I never really get how you add just one file to a project…

Quotes

“Users’ personal information spaces… are fluid entities, evolving over time, aned supporting multiple user activities that may require different perspectives of the same underlying information structure” (46).
“Considering the characteristics of personal information spaces and user information behaviour, users may benefit from overviews of their infomation collection that relate their personal documents, activities and interests together over time and provide a context for their past, present, and future work”(47).
“Both hierarchical and network models primarily focus on the organisation of information per se, rather than the user’s interaction with that information” (49).
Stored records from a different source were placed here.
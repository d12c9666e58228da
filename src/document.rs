//! Standalone HTML page around a rendered fragment.
//!
//! The renderer only ever produces a fragment meant for embedding. This
//! wrapper is for the CLI's `--standalone` mode: a self-contained page
//! that opens in a browser or prints to PDF with the report styling.

/// Stylesheet for report tables, quotes, citations and severity badges.
pub const REPORT_CSS: &str = r#"body { font-family: system-ui, sans-serif; line-height: 1.6; color: #1f2933; margin: 0; background: #f5f7fa; }
.report { max-width: 960px; margin: 2rem auto; padding: 2rem 3rem; background: #fff; border-radius: 8px; }
.report h1 { border-bottom: 2px solid #e4e7eb; padding-bottom: .4rem; }
.report h2 { margin-top: 2rem; color: #243b53; }
.table-wrapper { overflow-x: auto; margin: 1rem 0; }
.table-wrapper table { border-collapse: collapse; width: 100%; }
.table-wrapper th, .table-wrapper td { border: 1px solid #d9e2ec; padding: .5rem .75rem; text-align: left; vertical-align: top; }
.table-wrapper th { background: #f0f4f8; }
blockquote { border-left: 4px solid #9fb3c8; margin: 1rem 0; padding: .25rem 1rem; color: #486581; }
p.citation { color: #627d98; font-size: .9rem; margin-top: 2rem; }
code { background: #f0f4f8; padding: 0 .25rem; border-radius: 3px; }
.severity-badge { display: inline-block; padding: .1rem .6rem; border-radius: 999px; font-size: .8rem; font-weight: 600; text-transform: uppercase; }
.severity-high { background: #fde8e8; color: #b42318; }
.severity-medium { background: #fef3c7; color: #b45309; }
.severity-low { background: #dcfce7; color: #15803d; }
@media print { body { background: #fff; } .report { margin: 0; padding: 0; max-width: none; } }
"#;

/// Embed `fragment` in a complete HTML page titled `title`.
///
/// The title is escaped; the fragment is inserted as-is.
pub fn wrap_document(fragment: &str, title: &str) -> String {
    format!(
        "<!DOCTYPE html>\n<html lang=\"en\">\n<head>\n<meta charset=\"utf-8\">\n\
         <meta name=\"viewport\" content=\"width=device-width, initial-scale=1\">\n\
         <title>{}</title>\n<style>\n{}</style>\n</head>\n<body>\n\
         <article class=\"report\">\n{}\n</article>\n</body>\n</html>\n",
        escape_text(title),
        REPORT_CSS,
        fragment
    )
}

fn escape_text(text: &str) -> String {
    text.replace('&', "&amp;")
        .replace('<', "&lt;")
        .replace('>', "&gt;")
        .replace('"', "&quot;")
}

#[cfg(test)]
mod tests {
    use super::*;

    #[test]
    fn wraps_fragment_in_article() {
        let page = wrap_document("<h1>DDR</h1>", "Report");
        assert!(page.starts_with("<!DOCTYPE html>"));
        assert!(page.contains("<title>Report</title>"));
        assert!(page.contains("<article class=\"report\">\n<h1>DDR</h1>\n</article>"));
        assert!(page.contains(".severity-high"));
    }

    #[test]
    fn title_is_escaped() {
        let page = wrap_document("", "Flat <103> & \"B\"");
        assert!(page.contains("<title>Flat &lt;103&gt; &amp; &quot;B&quot;</title>"));
    }
}
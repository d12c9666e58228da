//! Rendering entry points.
//!
//! [`render`] and [`render_with_config`] are pure: no I/O, no shared state,
//! and no failure path. Every string, Markdown or not, renders to some
//! HTML fragment. [`render_file`] and [`render_to_file`] add the file
//! handling around them and are the only fallible functions.

use crate::config::RenderConfig;
use crate::error::Md2HtmlError;
use crate::output::{RenderOutput, RenderStats};
use crate::pipeline::{preprocess, scanner};
use std::path::Path;
use tracing::info;

/// Render a Markdown report to an HTML fragment with the default settings.
///
/// Empty or whitespace-only input yields an empty string.
///
/// # Example
/// ```rust
/// let html = ddr_md2html::render("# Title\n- a\n- b");
/// assert_eq!(html, "<h1>Title</h1>\n<ul>\n<li>a</li>\n<li>b</li>\n</ul>");
/// ```
pub fn render(markdown: &str) -> String {
    render_with_config(markdown, &RenderConfig::default()).html
}

/// Render a Markdown report, returning the fragment plus block counters.
pub fn render_with_config(markdown: &str, config: &RenderConfig) -> RenderOutput {
    if config.clean_input {
        let cleaned = preprocess::clean_input(markdown);
        scanner::scan(&cleaned, config)
    } else {
        scanner::scan(markdown, config)
    }
}

/// Read a Markdown file and render it.
///
/// # Errors
/// Returns `Err(Md2HtmlError)` when the file cannot be read or is not UTF-8.
pub fn render_file(
    path: impl AsRef<Path>,
    config: &RenderConfig,
) -> Result<RenderOutput, Md2HtmlError> {
    let path = path.as_ref();
    info!("Rendering {}", path.display());
    let markdown =
        std::fs::read_to_string(path).map_err(|e| Md2HtmlError::from_read(path, e))?;
    Ok(render_with_config(&markdown, config))
}

/// Read a Markdown file, render it and write the fragment to `output`.
///
/// Parent directories of `output` are created as needed.
pub fn render_to_file(
    input: impl AsRef<Path>,
    output: impl AsRef<Path>,
    config: &RenderConfig,
) -> Result<RenderStats, Md2HtmlError> {
    let rendered = render_file(input, config)?;
    write_html(output, &rendered.html)?;
    Ok(rendered.stats)
}

/// Write `html` to `path`, creating parent directories.
pub fn write_html(path: impl AsRef<Path>, html: &str) -> Result<(), Md2HtmlError> {
    let path = path.as_ref();
    let write_err = |source| Md2HtmlError::OutputWriteFailed {
        path: path.to_path_buf(),
        source,
    };

    if let Some(parent) = path.parent().filter(|p| !p.as_os_str().is_empty()) {
        std::fs::create_dir_all(parent).map_err(write_err)?;
    }
    std::fs::write(path, html).map_err(write_err)?;
    info!("Wrote {} bytes to {}", html.len(), path.display());
    Ok(())
}
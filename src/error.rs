//! Error types for the ddr-md2html library.
//!
//! The renderer itself has no failure states: [`crate::render`] and
//! [`crate::render_with_config`] accept any string and always return HTML.
//! Errors only arise at the edges, when reading a Markdown file, writing
//! the rendered output, or validating a [`crate::RenderConfig`].

use std::path::PathBuf;
use thiserror::Error;

/// All fatal errors returned by the ddr-md2html file-level wrappers.
#[derive(Debug, Error)]
pub enum Md2HtmlError {
    // ── Input errors ──────────────────────────────────────────────────────
    /// Input file was not found at the given path.
    #[error("Markdown file not found: '{path}'\nCheck the path exists and is readable.")]
    FileNotFound { path: PathBuf },

    /// Process does not have read permission on the file.
    #[error("Permission denied reading '{path}'\nTry: chmod +r {path:?}")]
    PermissionDenied { path: PathBuf },

    /// The file was read but its bytes are not valid UTF-8.
    #[error("File is not valid UTF-8 text: '{path}'")]
    InvalidUtf8 { path: PathBuf },

    /// Any other I/O failure while reading the input.
    #[error("Failed to read '{path}': {source}")]
    ReadFailed {
        path: PathBuf,
        #[source]
        source: std::io::Error,
    },

    // ── Output errors ─────────────────────────────────────────────────────
    /// Could not create or write the output HTML file.
    #[error("Failed to write output file '{path}': {source}")]
    OutputWriteFailed {
        path: PathBuf,
        #[source]
        source: std::io::Error,
    },

    // ── Config errors ─────────────────────────────────────────────────────
    /// Builder validation failed.
    #[error("Invalid configuration: {0}")]
    InvalidConfig(String),
}

impl Md2HtmlError {
    /// Classify an I/O error raised while reading `path`.
    pub(crate) fn from_read(path: impl Into<PathBuf>, err: std::io::Error) -> Self {
        let path = path.into();
        match err.kind() {
            std::io::ErrorKind::NotFound => Md2HtmlError::FileNotFound { path },
            std::io::ErrorKind::PermissionDenied => Md2HtmlError::PermissionDenied { path },
            std::io::ErrorKind::InvalidData => Md2HtmlError::InvalidUtf8 { path },
            _ => Md2HtmlError::ReadFailed { path, source: err },
        }
    }
}

#[cfg(test)]
mod tests {
    use super::*;
    use std::io;

    #[test]
    fn not_found_is_classified() {
        let e = Md2HtmlError::from_read("report.md", io::Error::from(io::ErrorKind::NotFound));
        assert!(matches!(e, Md2HtmlError::FileNotFound { .. }));
        assert!(e.to_string().contains("report.md"), "got: {e}");
    }

    #[test]
    fn invalid_data_maps_to_utf8() {
        let e = Md2HtmlError::from_read("bin.md", io::Error::from(io::ErrorKind::InvalidData));
        assert!(matches!(e, Md2HtmlError::InvalidUtf8 { .. }));
    }

    #[test]
    fn other_errors_keep_source() {
        let e = Md2HtmlError::from_read("x.md", io::Error::other("disk on fire"));
        assert!(e.to_string().contains("disk on fire"));
    }

    #[test]
    fn invalid_config_display() {
        let e = Md2HtmlError::InvalidConfig("citation class must not be empty".into());
        assert!(e.to_string().starts_with("Invalid configuration"));
    }
}
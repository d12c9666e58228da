//! # ddr-md2html
//!
//! Render machine-generated diagnostic report Markdown to an HTML fragment.
//!
//! ## Why not a CommonMark crate?
//!
//! The reports this crate renders come from a templated model prompt with a
//! fixed shape: numbered section headings, area subsections with bullet
//! lists, a severity table, an occasional block quote and a closing italic
//! attribution line. That subset needs a few renderings a general engine
//! does not give: `high` / `medium` / `low` table cells become coloured
//! severity badges, tables sit in a horizontal scroll container, and a
//! standalone italic line becomes a `citation` paragraph. A small
//! line-oriented renderer gets all of that in one pass.
//!
//! ## Pipeline Overview
//!
//! ```text
//! Markdown
//!  │
//!  ├─ 1. Clean    optional: outer fence, CRLF, invisible chars
//!  ├─ 2. Scan     classify each line, track open lists / quotes
//!  ├─ 3. Tables   pipe runs → <table>, severity badges
//!  ├─ 4. Inline   bold, italic, code, links
//!  └─ 5. Output   newline-joined fragment + block counters
//! ```
//!
//! ## Quick Start
//!
//! ```rust
//! let md = "## 4. Severity Assessment\n\
//!           | Area | Severity |\n\
//!           |------|----------|\n\
//!           | Hall | High |";
//! let html = ddr_md2html::render(md);
//! assert!(html.contains(r#"<span class="severity-badge severity-high">High</span>"#));
//! ```
//!
//! ## Feature Flags
//!
//! | Feature | Default | Description |
//! |---------|---------|-------------|
//! | `cli`   | on      | Enables the `md2html` binary (clap + anyhow + tracing-subscriber) |
//!
//! The output is not sanitised. Raw HTML in the input passes straight
//! through, so escape or sanitise before embedding untrusted Markdown.

// ── Modules ──────────────────────────────────────────────────────────────

pub mod config;
pub mod document;
pub mod error;
pub mod output;
pub mod pipeline;
pub mod render;

// ── Re-exports ───────────────────────────────────────────────────────────

pub use config::{RenderConfig, RenderConfigBuilder};
pub use document::wrap_document;
pub use error::Md2HtmlError;
pub use output::{RenderOutput, RenderStats};
pub use pipeline::inline::convert_inline;
pub use pipeline::table::convert_table;
pub use render::{render, render_file, render_to_file, render_with_config, write_html};
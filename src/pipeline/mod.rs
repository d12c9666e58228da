//! Pipeline stages for Markdown-to-HTML rendering.
//!
//! ## Data Flow
//!
//! ```text
//! markdown ──▶ preprocess ──▶ scanner ──┬──▶ inline ──┐
//! (string)     (opt-in)      (blocks)   └──▶ table  ──┴──▶ html fragment
//! ```
//!
//! 1. [`preprocess`]: optional cleanup of model quirks (outer fence,
//!    CRLF, invisible characters)
//! 2. [`scanner`]: single pass over lines, block classification and the
//!    open-container state machine
//! 3. [`table`]: pipe-table runs to `<table>`, severity badges
//! 4. [`inline`]: emphasis, code spans and links inside block text

pub mod inline;
pub mod preprocess;
pub mod scanner;
pub mod table;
lots of justification for temporal organization (49-51)
“Studies of user information behaviour have revealed many difficulties that users face in organising and managing their personal information collections – difficulties that arel ikely to be exacerbated as those collections grow in size and complexity. As the bounds of the collections stretch over multiple devices and across time – as in the everyday computing paradigm – the need for appropriate user support becomes increasingly pressing. The widely adopted hierarchical model of information organisation has many limitations, not the least of which is that it requires substantial user effors to maintain a herarchy so that it facilitates the higher-level tasts that the user is addressing” (52).
“Given that personal information spaces are almost always too large to be fully displayed on the user’s screen, interactive visualisation techniques can be applied to present overviews, allow navigation within the space, enable the user to focus on specific segments, and access details of information items when necessary” (52).